Most patients with classic symptoms have mechanical compression of the trigeminal nerve as it leaves the pons and travels in the subarachnoid space toward the Meckel cave [10–12]. Most commonly, there is cross-compression by a major vessel. Other proposed causes include demyelinating plaques from multiple sclerosis, neoplastic disease, and abscess formation with bone resorption and irritation of the trigeminal nerve in the maxilla or mandible. Trigeminal neuralgia occurs in about 1% of patients with multiple sclerosis, and approximately 2% to 8% of patients with trigeminal neuralgia have multiple sclerosis [7,8,13].
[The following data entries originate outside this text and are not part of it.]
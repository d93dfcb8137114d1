//! Runtime values
//!
//! The operand stack carries literal values as a tagged variant; the
//! concrete type is recovered by matching the tag. `Display` is the
//! canonical program-output rendering used by `print`.

use std::fmt;

use crate::frontend::ast::Type;

#[derive(Debug, Clone, Copy, PartialEq)]
pub enum Value {
    Bool(bool),
    Int(i64),
    Float(f64),
    Char(char),
}

impl Value {
    pub fn datatype(&self) -> Type {
        match self {
            Value::Bool(_) => Type::Bool,
            Value::Int(_) => Type::Int,
            Value::Float(_) => Type::Float,
            Value::Char(_) => Type::Char,
        }
    }
}

impl fmt::Display for Value {
    fn fmt(&self, f: &mut fmt::Formatter<'_>) -> fmt::Result {
        match self {
            Value::Bool(b) => write!(f, "{}", b),
            Value::Int(i) => write!(f, "{}", i),
            Value::Float(x) => write!(f, "{}", x),
            Value::Char(c) => write!(f, "{}", c),
        }
    }
}

#[cfg(test)]
mod tests {
    use super::*;

    #[test]
    fn test_canonical_rendering() {
        assert_eq!(Value::Bool(true).to_string(), "true");
        assert_eq!(Value::Bool(false).to_string(), "false");
        assert_eq!(Value::Int(-7).to_string(), "-7");
        assert_eq!(Value::Float(1.5).to_string(), "1.5");
        assert_eq!(Value::Char('a').to_string(), "a");
    }
}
Regardless of the etiology, it is likely that both peripheral and central mechanisms play a role in the pathogenesis of this syndrome.
Symptoms
Typical trigeminal neuralgia symptoms involve electric shock–like pain in the distribution of one or more branches of the trigeminal nerve. Pain is often intermittent, with pain-free intervals of months or even years [10]. The pain may last a few seconds to less than 2 minutes. The pain has at least four of the following five characteristics: distribution along one or more divisions of the trigeminal nerve; sudden intense, sharp, superficial, stabbing, or burning quality; severe intensity; precipitation from trigger areas or by certain daily activities, such as eating, talking, washing the face, or cleaning the teeth; and between paroxysms, the patient is completely asymptomatic [6,14]. In general, patients do not report any other neurologic deficit.
Physical Examination
The diagnosis of trigeminal neuralgia is made primarily by history. The Sweet criteria for this diagnosis are five pain descriptors. The diagnosis must be questioned if these criteria are not met [5], as follows: the pain is paroxysmal; the pain may be provoked by light touch to the face (trigger zones); the pain is confined to the trigeminal distribution; the pain is unilateral; and the findings on clinical sensory examination are normal [5,15]. When possible, physical examination of the oral cavity, dentition, and trigeminal nerve distribution should be performed to rule out other diseases. A complete cranial nerve examination should be performed. In general, no sensory or motor deficits are present, but serial examinations may detect a change and identify a secondary cause of trigeminal neuralgia [6].
Functional Limitations
In general, there are no impairments associated with trigeminal neuralgia. However, the pain from this entity may result in significant limitation in several activities of daily living. During exacerbations, patients may be functionally incapacitated because of pain and may be unable to perform activities such as comb hair, chew food, or shave. Talking on the telephone may be painful. Wearing glasses or makeup may not be possible. The pain from trigeminal neuralgia is not continuous but paroxysmal, suggesting spontaneous discharges from specific neurons, and it frequently occurs by innocuous tactile stimuli [4]. Therefore any activity that involves contact with the face may become difficult or impossible.
Diagnostic Studies
When a diagnosis of trigeminal neuralgia is suspected, patients should have diagnostic brain imaging with magnetic resonance imaging. Magnetic resonance imaging with gadolinium contrast can aid in diagnosis of multiple sclerosis plaques, neoplasm, and any neurovascular compressive relationship to the trigeminal root [5]. Electromyography, nerve conduction studies, and quantitative sensory testing may provide sensitive, quantitative, and objective results for the diagnosis, localization, and accuracy of damage to the trigeminal nerve [16]. Other studies that may have a role in diagnosis include intraoral, skull, and sinus radiographs and daily diaries of pain.